======== Recorded information ========

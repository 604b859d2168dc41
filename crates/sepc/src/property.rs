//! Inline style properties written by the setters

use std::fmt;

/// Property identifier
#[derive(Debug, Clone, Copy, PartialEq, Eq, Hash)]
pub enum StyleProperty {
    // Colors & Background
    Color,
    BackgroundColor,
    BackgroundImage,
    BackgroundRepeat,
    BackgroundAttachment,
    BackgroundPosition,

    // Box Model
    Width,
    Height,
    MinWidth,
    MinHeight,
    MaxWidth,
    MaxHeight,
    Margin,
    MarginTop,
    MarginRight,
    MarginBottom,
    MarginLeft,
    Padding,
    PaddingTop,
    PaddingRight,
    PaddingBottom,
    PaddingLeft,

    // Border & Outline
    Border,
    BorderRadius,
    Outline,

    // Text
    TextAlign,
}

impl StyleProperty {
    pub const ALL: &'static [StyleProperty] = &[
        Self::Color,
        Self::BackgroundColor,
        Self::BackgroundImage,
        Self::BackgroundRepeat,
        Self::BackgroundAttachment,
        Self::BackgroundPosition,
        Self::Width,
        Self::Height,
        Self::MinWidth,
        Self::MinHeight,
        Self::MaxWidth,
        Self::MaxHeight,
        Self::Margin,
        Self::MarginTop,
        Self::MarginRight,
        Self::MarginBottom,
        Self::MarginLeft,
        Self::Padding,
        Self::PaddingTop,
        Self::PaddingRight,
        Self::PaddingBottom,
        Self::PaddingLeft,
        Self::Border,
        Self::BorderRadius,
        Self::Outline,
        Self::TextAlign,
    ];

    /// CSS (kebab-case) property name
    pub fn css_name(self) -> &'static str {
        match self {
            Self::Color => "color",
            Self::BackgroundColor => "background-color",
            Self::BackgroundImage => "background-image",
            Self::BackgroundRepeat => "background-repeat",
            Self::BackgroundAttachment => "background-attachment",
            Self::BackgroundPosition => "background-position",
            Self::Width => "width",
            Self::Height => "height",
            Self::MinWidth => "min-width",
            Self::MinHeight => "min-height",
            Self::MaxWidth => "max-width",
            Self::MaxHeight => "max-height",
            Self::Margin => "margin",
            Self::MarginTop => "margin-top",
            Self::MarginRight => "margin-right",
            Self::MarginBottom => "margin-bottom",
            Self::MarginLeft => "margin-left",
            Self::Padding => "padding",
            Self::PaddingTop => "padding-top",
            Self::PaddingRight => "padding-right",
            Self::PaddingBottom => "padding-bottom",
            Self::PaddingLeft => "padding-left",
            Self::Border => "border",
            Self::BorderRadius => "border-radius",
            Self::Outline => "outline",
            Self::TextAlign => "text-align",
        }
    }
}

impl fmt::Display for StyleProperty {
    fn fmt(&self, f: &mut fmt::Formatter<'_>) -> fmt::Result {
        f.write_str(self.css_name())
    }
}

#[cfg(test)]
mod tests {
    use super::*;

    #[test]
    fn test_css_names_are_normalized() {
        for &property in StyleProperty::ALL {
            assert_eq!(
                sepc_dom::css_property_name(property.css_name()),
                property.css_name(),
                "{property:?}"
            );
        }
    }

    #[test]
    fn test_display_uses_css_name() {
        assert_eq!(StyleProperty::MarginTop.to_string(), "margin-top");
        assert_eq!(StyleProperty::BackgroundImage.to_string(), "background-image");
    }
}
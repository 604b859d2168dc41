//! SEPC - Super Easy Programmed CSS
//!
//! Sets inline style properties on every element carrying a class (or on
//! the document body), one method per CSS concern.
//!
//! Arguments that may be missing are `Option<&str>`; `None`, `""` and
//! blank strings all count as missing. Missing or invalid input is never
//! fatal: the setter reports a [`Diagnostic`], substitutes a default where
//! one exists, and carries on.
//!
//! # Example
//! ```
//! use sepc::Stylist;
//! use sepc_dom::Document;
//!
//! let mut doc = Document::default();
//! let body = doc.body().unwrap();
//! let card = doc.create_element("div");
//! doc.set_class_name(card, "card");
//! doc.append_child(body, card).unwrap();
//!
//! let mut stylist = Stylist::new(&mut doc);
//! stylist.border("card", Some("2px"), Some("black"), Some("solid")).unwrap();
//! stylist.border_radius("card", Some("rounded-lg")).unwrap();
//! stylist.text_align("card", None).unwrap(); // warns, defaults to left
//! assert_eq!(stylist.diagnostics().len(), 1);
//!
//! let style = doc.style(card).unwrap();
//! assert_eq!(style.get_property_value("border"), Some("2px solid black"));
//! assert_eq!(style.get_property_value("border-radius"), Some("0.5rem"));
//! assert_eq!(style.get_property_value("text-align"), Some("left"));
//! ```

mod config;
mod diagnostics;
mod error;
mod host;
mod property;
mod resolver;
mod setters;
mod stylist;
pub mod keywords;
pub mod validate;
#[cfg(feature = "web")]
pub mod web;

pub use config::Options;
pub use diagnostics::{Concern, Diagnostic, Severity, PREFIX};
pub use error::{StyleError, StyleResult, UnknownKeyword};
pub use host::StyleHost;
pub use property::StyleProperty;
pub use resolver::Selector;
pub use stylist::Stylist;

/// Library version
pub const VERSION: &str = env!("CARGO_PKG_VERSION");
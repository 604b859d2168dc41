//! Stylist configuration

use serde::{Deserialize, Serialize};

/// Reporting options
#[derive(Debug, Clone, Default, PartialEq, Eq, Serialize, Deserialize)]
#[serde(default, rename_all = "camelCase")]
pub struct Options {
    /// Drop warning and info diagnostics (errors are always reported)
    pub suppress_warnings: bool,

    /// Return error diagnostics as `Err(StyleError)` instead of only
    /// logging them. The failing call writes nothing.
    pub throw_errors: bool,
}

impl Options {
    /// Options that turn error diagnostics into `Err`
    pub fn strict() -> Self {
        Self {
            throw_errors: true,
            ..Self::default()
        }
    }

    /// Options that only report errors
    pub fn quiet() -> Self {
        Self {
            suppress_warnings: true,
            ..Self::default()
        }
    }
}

========

§ **Aim of the task**:
Read through the lines above and collect those that contain the string "PaddingLeft".

§ **Task response**:
    PaddingLeft,
        Self::PaddingLeft,
            Self::PaddingLeft => "padding-left",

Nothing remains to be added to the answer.